▶ [Work item]: Return each line of the data below that contains the string "ColumnTrait".
─── Task material
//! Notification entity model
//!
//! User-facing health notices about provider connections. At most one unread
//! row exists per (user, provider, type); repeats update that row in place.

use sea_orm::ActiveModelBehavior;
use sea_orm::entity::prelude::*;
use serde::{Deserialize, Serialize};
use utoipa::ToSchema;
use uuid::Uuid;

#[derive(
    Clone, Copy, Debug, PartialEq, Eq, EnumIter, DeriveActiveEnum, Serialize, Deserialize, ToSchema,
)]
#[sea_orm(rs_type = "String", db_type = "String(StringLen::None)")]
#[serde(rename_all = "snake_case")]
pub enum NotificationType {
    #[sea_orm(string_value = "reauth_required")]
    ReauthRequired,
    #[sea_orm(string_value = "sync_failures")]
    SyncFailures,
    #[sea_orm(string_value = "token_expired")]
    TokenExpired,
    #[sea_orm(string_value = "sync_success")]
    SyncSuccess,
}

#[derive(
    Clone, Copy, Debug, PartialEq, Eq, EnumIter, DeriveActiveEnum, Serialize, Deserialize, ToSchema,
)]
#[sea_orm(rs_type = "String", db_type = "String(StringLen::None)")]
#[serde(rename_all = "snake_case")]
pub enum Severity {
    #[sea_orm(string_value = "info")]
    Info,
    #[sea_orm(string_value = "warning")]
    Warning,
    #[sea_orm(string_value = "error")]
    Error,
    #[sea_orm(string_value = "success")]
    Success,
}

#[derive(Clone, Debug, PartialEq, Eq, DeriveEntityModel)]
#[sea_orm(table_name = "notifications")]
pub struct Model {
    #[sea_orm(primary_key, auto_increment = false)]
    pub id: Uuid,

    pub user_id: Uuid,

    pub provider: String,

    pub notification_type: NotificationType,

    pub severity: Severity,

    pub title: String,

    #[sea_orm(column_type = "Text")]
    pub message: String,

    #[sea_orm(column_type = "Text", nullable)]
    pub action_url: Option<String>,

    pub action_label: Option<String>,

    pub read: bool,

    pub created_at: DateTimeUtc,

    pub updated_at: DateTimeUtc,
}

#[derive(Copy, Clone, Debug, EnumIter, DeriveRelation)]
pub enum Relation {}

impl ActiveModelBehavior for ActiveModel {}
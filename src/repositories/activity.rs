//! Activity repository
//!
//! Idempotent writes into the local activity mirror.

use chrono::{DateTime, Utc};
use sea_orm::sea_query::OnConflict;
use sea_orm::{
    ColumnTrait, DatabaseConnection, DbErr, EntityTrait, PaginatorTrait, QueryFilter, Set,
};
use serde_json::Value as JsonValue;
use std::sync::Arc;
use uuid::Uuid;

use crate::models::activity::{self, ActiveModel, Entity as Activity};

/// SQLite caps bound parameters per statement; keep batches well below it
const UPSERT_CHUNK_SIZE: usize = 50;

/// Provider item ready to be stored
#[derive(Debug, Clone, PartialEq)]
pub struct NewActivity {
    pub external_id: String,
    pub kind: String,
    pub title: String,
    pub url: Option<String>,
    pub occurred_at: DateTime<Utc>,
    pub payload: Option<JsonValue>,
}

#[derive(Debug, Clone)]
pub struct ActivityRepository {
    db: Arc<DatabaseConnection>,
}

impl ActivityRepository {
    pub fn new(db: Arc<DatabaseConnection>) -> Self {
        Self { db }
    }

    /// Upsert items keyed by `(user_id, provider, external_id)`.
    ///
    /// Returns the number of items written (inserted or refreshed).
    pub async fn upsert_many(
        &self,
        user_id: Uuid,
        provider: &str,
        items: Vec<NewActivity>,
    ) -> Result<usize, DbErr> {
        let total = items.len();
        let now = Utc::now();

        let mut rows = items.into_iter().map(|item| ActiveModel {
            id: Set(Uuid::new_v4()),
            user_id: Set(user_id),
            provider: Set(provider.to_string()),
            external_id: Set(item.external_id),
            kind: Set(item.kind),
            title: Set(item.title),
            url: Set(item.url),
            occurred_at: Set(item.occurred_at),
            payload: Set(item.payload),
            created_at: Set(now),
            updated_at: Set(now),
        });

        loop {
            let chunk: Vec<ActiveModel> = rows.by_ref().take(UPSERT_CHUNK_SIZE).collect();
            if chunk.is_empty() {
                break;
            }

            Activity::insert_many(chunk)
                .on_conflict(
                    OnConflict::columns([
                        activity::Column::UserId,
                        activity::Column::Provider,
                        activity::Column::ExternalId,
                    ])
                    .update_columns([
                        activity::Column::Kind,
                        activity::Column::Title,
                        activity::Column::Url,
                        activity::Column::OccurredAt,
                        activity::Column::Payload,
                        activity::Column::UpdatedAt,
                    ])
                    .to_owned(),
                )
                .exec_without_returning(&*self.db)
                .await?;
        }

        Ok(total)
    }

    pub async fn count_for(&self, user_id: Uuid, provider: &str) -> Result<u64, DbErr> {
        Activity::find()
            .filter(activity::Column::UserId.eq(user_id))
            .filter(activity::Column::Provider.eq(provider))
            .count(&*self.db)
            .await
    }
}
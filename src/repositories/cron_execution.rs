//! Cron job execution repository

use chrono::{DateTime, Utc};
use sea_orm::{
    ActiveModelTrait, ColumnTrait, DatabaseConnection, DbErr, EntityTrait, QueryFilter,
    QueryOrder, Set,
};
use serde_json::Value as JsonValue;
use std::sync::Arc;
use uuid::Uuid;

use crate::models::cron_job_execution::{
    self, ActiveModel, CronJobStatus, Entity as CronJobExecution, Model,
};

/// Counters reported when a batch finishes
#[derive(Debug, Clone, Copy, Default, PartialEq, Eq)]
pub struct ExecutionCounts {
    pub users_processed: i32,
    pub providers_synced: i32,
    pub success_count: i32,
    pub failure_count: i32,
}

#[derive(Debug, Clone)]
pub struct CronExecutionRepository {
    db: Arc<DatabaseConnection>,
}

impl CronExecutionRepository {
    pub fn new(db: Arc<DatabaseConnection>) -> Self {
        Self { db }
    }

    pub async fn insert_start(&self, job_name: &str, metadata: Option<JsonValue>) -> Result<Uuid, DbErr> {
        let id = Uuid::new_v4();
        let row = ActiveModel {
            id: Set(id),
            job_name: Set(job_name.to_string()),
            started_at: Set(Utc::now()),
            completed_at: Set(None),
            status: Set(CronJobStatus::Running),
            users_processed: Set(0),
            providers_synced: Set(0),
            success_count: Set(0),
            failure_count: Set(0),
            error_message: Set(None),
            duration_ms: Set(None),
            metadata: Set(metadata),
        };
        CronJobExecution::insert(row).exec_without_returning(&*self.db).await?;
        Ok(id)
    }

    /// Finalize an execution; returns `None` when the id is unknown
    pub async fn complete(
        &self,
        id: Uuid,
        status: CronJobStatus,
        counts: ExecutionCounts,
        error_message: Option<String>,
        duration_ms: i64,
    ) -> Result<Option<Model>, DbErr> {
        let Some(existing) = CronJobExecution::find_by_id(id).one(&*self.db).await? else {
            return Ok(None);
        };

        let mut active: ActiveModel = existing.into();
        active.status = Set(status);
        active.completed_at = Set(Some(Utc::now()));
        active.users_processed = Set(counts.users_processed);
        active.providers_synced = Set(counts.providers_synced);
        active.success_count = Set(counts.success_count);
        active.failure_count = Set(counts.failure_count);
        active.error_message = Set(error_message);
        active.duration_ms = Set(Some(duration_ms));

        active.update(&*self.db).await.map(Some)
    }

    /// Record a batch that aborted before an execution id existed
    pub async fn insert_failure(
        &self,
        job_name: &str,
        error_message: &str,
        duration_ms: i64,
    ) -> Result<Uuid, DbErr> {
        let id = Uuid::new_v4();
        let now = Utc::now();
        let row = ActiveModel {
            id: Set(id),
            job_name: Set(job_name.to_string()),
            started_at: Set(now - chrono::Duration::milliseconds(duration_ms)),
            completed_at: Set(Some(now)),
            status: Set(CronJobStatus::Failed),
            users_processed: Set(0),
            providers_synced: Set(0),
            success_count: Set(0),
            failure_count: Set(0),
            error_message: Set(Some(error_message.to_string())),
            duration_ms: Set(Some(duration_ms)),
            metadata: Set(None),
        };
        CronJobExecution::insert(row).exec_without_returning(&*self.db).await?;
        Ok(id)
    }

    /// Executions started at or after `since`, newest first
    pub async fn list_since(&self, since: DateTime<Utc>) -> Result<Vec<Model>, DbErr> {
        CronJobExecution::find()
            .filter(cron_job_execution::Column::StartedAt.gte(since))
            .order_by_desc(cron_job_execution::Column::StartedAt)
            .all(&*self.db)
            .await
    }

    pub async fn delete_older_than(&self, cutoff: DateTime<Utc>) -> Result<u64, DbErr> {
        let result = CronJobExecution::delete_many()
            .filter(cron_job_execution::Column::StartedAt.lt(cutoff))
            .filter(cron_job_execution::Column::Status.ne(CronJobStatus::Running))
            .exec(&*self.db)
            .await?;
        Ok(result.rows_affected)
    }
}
──────
▶ [Solution to the exercise]:
    ColumnTrait, DatabaseConnection, DbErr, EntityTrait, PaginatorTrait, QueryFilter, Set,
    ActiveModelTrait, ColumnTrait, DatabaseConnection, DbErr, EntityTrait, QueryFilter,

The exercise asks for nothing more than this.